A tight-knit community of refugees from Bhutan is reeling from a van crash that claimed the lives of two men and injured another 13 people as they traveled from Atlanta to their jobs at a chicken plant in Perry.

Some of the injured remained in critical condition in a Macon hospital Tuesday, according to people who know them. And some of the victims were parents whose children were left with no breadwinner.

"They don't have anybody to work at their house," said Raghab Kafley, who knows some of the families. He said they are struggling financially and that he wants to help them. "I don't have a clue how I am going to," he added.

The crash occurred around 9 p.m. on March 22 in Monroe County. The Chevrolet 3500 van they were riding in went off the road, hit a guardrail and overturned, according to the website of the The Herald-Gazette newspaper in Barnesville. The crash blocked traffic on southbound I-75 for nearly three hours.

Two men, both from Decatur, died: Tula R. Chamlagai, 44, and Kharka B. Chhetri, 49.

Some of the injured had been released from hospital care and had returned home by Tuesday, but others remained hospitalized and in critical condition, said Kafley, who volunteers at a Nepalese temple in Clarkston where many of the victims worshiped. He said the temple, the Hindu Buddhist Spiritual Center on East Ponce de Leon Avenue, is trying to raise money for the victims' families.

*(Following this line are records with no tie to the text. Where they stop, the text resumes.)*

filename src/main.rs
use anyhow::Context;
use clap::Parser;
use report_charts::core::ConfigProvider;
use report_charts::utils::error::ErrorSeverity;
use report_charts::utils::{logger, validation::Validate};
use report_charts::{CliConfig, EtlEngine, LocalStorage, PlottersChartRenderer, ReportPipeline, TomlConfig};
use std::path::Path;

#[tokio::main]
async fn main() -> anyhow::Result<()> {
    let cli = CliConfig::parse();

    // 初始化日誌
    if cli.log_json {
        logger::init_json_logger(cli.verbose);
    } else {
        logger::init_cli_logger(cli.verbose);
    }

    tracing::info!("Starting report-charts");
    tracing::debug!("CLI config: {:?}", cli);

    // 載入設定檔，再套用命令列覆蓋
    let mut config = match &cli.config {
        Some(path) => {
            tracing::info!("📁 Loading configuration from: {}", path);
            match TomlConfig::from_file(path) {
                Ok(config) => config,
                Err(e) => {
                    eprintln!("❌ Failed to load config file '{}': {}", path, e);
                    eprintln!("💡 Make sure the file exists and is valid TOML format");
                    std::process::exit(1);
                }
            }
        }
        None => TomlConfig::default(),
    };
    cli.apply_to(&mut config);

    // 輸入路徑改為絕對路徑，避免被當成輸出目錄下的相對路徑
    if let Some(input) = config.report.input_path.take() {
        let absolute = if Path::new(&input).is_absolute() {
            input
        } else {
            std::env::current_dir()
                .context("cannot resolve current directory")?
                .join(&input)
                .to_string_lossy()
                .into_owned()
        };
        config.report.input_path = Some(absolute);
    }

    // 驗證配置
    if let Err(e) = config.validate() {
        tracing::error!("❌ Configuration validation failed: {}", e);
        tracing::error!("💡 Suggestion: {}", e.recovery_suggestion());
        eprintln!("❌ {}", e.user_friendly_message());
        std::process::exit(1);
    }

    let monitor_enabled = cli.monitor_enabled(&config);
    if monitor_enabled {
        tracing::info!("🔍 System monitoring enabled");
    }

    // 建立存儲、繪圖器與管道
    let storage = LocalStorage::new(config.output_path().to_string());
    let renderer = PlottersChartRenderer::new(config.chart_options());
    let pipeline = ReportPipeline::new(storage, config, renderer);

    let engine = EtlEngine::new_with_monitoring(pipeline, monitor_enabled);

    match engine.run().await {
        Ok(output_path) => {
            tracing::info!("✅ Charts generated successfully!");
            println!("✅ Charts generated successfully!");
            println!("📁 Archive saved to: {}", output_path);
        }
        Err(e) => {
            tracing::error!(
                "❌ Run failed: {} (Category: {:?}, Severity: {:?})",
                e,
                e.category(),
                e.severity()
            );
            tracing::error!("💡 Recovery suggestion: {}", e.recovery_suggestion());

            // 輸出用戶友好的錯誤信息
            eprintln!("❌ {}", e.user_friendly_message());
            eprintln!("💡 {}", e.recovery_suggestion());

            // 根據錯誤嚴重程度決定退出碼
            let exit_code = match e.severity() {
                ErrorSeverity::Low => 0, // 沒有輸入，只是沒有結果
                ErrorSeverity::Medium => 2,
                ErrorSeverity::High => 1,
                ErrorSeverity::Critical => 3,
            };

            if exit_code > 0 {
                std::process::exit(exit_code);
            }
        }
    }

    Ok(())
}
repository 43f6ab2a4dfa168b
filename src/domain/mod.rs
// Domain layer: report and chart models plus the ports the pipeline talks through.

pub mod metric;
pub mod model;
pub mod ports;
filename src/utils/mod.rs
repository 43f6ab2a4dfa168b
pub mod error;
pub mod logger;
pub mod monitor;
pub mod validation;
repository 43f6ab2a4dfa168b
use crate::core::Pipeline;
use crate::utils::error::Result;
use crate::utils::monitor::SystemMonitor;

pub struct EtlEngine<P: Pipeline> {
    pipeline: P,
    monitor: SystemMonitor,
}

impl<P: Pipeline> EtlEngine<P> {
    pub fn new(pipeline: P) -> Self {
        Self::new_with_monitoring(pipeline, false)
    }

    pub fn new_with_monitoring(pipeline: P, monitor_enabled: bool) -> Self {
        Self {
            pipeline,
            monitor: SystemMonitor::new(monitor_enabled),
        }
    }

    /// Runs extract, transform and load in order; the first error aborts the run.
    pub async fn run(&self) -> Result<String> {
        tracing::info!("Starting report charting run...");

        // Extract
        tracing::info!("Reading report...");
        let records = self.pipeline.extract().await?;
        tracing::info!("Extracted {} records", records.len());
        self.monitor.log_stats("Extract");

        // Transform
        tracing::info!("Rendering charts...");
        let transformed = self.pipeline.transform(records).await?;
        tracing::info!("Rendered {} charts", transformed.artifacts.len());
        self.monitor.log_stats("Transform");

        // Load
        tracing::info!("Packaging archive...");
        let output_path = self.pipeline.load(transformed).await?;
        tracing::info!("Output saved to: {}", output_path);
        self.monitor.log_stats("Load");

        self.monitor.log_final_stats();
        Ok(output_path)
    }
}
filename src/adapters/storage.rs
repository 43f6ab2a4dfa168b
use crate::core::Storage;
use crate::utils::error::Result;
use std::path::Path;

/// Files under a base directory. Absolute paths are used as given.
#[derive(Debug, Clone)]
pub struct LocalStorage {
    base_path: String,
}

impl LocalStorage {
    pub fn new(base_path: String) -> Self {
        Self { base_path }
    }
}

impl Storage for LocalStorage {
    async fn read_file(&self, path: &str) -> Result<Vec<u8>> {
        let full_path = Path::new(&self.base_path).join(path);
        let data = tokio::fs::read(full_path).await?;
        Ok(data)
    }

    async fn write_file(&self, path: &str, data: &[u8]) -> Result<()> {
        let full_path = Path::new(&self.base_path).join(path);

        if let Some(parent) = full_path.parent() {
            tokio::fs::create_dir_all(parent).await?;
        }

        // 同一秒重跑時直接覆蓋
        tokio::fs::write(full_path, data).await?;
        Ok(())
    }
}
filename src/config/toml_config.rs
use crate::core::normalize::DEFAULT_HEADER_ROWS;
use crate::core::ConfigProvider;
use crate::domain::model::ChartOptions;
use crate::utils::error::{ChartError, Result};
use crate::utils::validation::{self, Validate, SPREADSHEET_EXTENSIONS};
use chrono::format::{Item, StrftimeItems};
use regex::Regex;
use serde::{Deserialize, Serialize};
use std::path::Path;

#[derive(Debug, Clone, Default, Serialize, Deserialize)]
#[serde(default)]
pub struct TomlConfig {
    pub report: ReportConfig,
    pub chart: ChartOptions,
    pub output: OutputConfig,
    pub monitoring: Option<MonitoringConfig>,
}

#[derive(Debug, Clone, Serialize, Deserialize)]
#[serde(default)]
pub struct ReportConfig {
    pub input_path: Option<String>,
    pub header_rows: usize,
}

impl Default for ReportConfig {
    fn default() -> Self {
        Self {
            input_path: None,
            header_rows: DEFAULT_HEADER_ROWS,
        }
    }
}

#[derive(Debug, Clone, Serialize, Deserialize)]
#[serde(default)]
pub struct OutputConfig {
    pub output_path: String,
    pub keep_images: bool,
}

impl Default for OutputConfig {
    fn default() -> Self {
        Self {
            output_path: "./output".to_string(),
            keep_images: false,
        }
    }
}

#[derive(Debug, Clone, Serialize, Deserialize)]
pub struct MonitoringConfig {
    pub enabled: bool,
}

impl TomlConfig {
    /// 從 TOML 檔案載入配置
    pub fn from_file<P: AsRef<Path>>(path: P) -> Result<Self> {
        let content = std::fs::read_to_string(&path)?;
        Self::from_toml_str(&content)
    }

    /// 從 TOML 字串解析配置
    pub fn from_toml_str(content: &str) -> Result<Self> {
        let processed_content = Self::substitute_env_vars(content)?;

        toml::from_str(&processed_content).map_err(|e| ChartError::ConfigValidationError {
            field: "toml_parsing".to_string(),
            message: format!("TOML parsing error: {}", e),
        })
    }

    /// 替換環境變數 (例如 ${REPORT_DIR})，未定義的保留原樣
    fn substitute_env_vars(content: &str) -> Result<String> {
        let re = Regex::new(r"\$\{([^}]+)\}").map_err(|e| ChartError::ConfigError {
            message: e.to_string(),
        })?;

        let result = re.replace_all(content, |caps: &regex::Captures| {
            let var_name = &caps[1];
            std::env::var(var_name).unwrap_or_else(|_| format!("${{{}}}", var_name))
        });

        Ok(result.into_owned())
    }

    pub fn validate_config(&self) -> Result<()> {
        validation::validate_path("output.output_path", &self.output.output_path)?;

        if let Some(input) = &self.report.input_path {
            validation::validate_path("report.input_path", input)?;
            validation::validate_file_extension("report.input_path", input, SPREADSHEET_EXTENSIONS)?;
        }

        validation::validate_range("chart.width", self.chart.width, 200, 8000)?;
        validation::validate_range("chart.height", self.chart.height, 150, 8000)?;
        validation::validate_positive_number("chart.tick_stride", self.chart.tick_stride, 1)?;
        validation::validate_range("chart.jpeg_quality", self.chart.jpeg_quality, 1, 100)?;
        validation::validate_non_empty_string("chart.time_format", &self.chart.time_format)?;
        if StrftimeItems::new(&self.chart.time_format).any(|item| matches!(item, Item::Error)) {
            return Err(ChartError::InvalidConfigValueError {
                field: "chart.time_format".to_string(),
                value: self.chart.time_format.clone(),
                reason: "Not a valid strftime format".to_string(),
            });
        }

        Ok(())
    }

    pub fn monitoring_enabled(&self) -> bool {
        self.monitoring.as_ref().map(|m| m.enabled).unwrap_or(false)
    }
}

impl ConfigProvider for TomlConfig {
    fn input_path(&self) -> Option<&str> {
        self.report.input_path.as_deref()
    }

    fn output_path(&self) -> &str {
        &self.output.output_path
    }

    fn header_rows(&self) -> usize {
        self.report.header_rows
    }

    fn chart_options(&self) -> ChartOptions {
        self.chart.clone()
    }

    fn keep_images(&self) -> bool {
        self.output.keep_images
    }
}

impl Validate for TomlConfig {
    fn validate(&self) -> Result<()> {
        self.validate_config()
    }
}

The van passengers were on their regular nightly commute to a Perdue chicken-processing plant two hours south of Atlanta. They had been making the trek five times a week, Kafley said.

Two of the victims were African nationals and the rest were refugees from Bhutan. They knew each other because they'd been brought to DeKalb County by the same resettlement agency, the Refugee Resettlement and Immigration Services of Atlanta, Kafley said.